In the listing below, look for "false" and copy every line that has it.

MATERIAL PROVIDED
- - -

use axum::http::StatusCode;
use axum::response::{IntoResponse, Response};
use axum::Json;
use serde::Serialize;

use crate::error::GatewayError;

/// Management API error response.
///
/// Serialises as:
/// ```json
/// { "ok": false, "error": { "code": "<code>", "message": "<message>" } }
/// ```
#[derive(Debug)]
pub struct ApiError {
    status: StatusCode,
    body: ApiErrorResponse,
}

#[derive(Debug, Clone, Serialize)]
pub struct ApiErrorResponse {
    pub ok: bool,
    pub error: ApiErrorBody,
}

#[derive(Debug, Clone, Serialize)]
pub struct ApiErrorBody {
    pub code: String,
    pub message: String,
}

impl ApiError {
    pub fn new(status: StatusCode, code: impl Into<String>, message: impl Into<String>) -> Self {
        Self {
            status,
            body: ApiErrorResponse {
                ok: false,
                error: ApiErrorBody {
                    code: code.into(),
                    message: message.into(),
                },
            },
        }
    }

    pub fn not_found(message: impl Into<String>) -> Self {
        Self::new(StatusCode::NOT_FOUND, "not_found", message)
    }

    pub fn bad_request(message: impl Into<String>) -> Self {
        Self::new(StatusCode::BAD_REQUEST, "bad_request", message)
    }

    pub fn internal(message: impl Into<String>) -> Self {
        Self::new(StatusCode::INTERNAL_SERVER_ERROR, "internal", message)
    }

    pub fn status(&self) -> StatusCode {
        self.status
    }

    pub fn code(&self) -> &str {
        &self.body.error.code
    }
}

impl IntoResponse for ApiError {
    fn into_response(self) -> Response {
        (self.status, Json(self.body)).into_response()
    }
}

impl From<GatewayError> for ApiError {
    fn from(err: GatewayError) -> Self {
        match err {
            GatewayError::InvalidInput(msg) => Self::bad_request(msg),
            GatewayError::NotFound(msg) => Self::not_found(msg),
            GatewayError::NotImplemented => {
                Self::new(StatusCode::NOT_IMPLEMENTED, "not_implemented", "not implemented")
            }
            GatewayError::Discovery(msg) => {
                Self::new(StatusCode::BAD_GATEWAY, "discovery_failed", msg)
            }
            other => Self::internal(other.to_string()),
        }
    }
}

- - -

TASK ANSWER
/// { "ok": false, "error": { "code": "<code>", "message": "<message>" } }
                ok: false,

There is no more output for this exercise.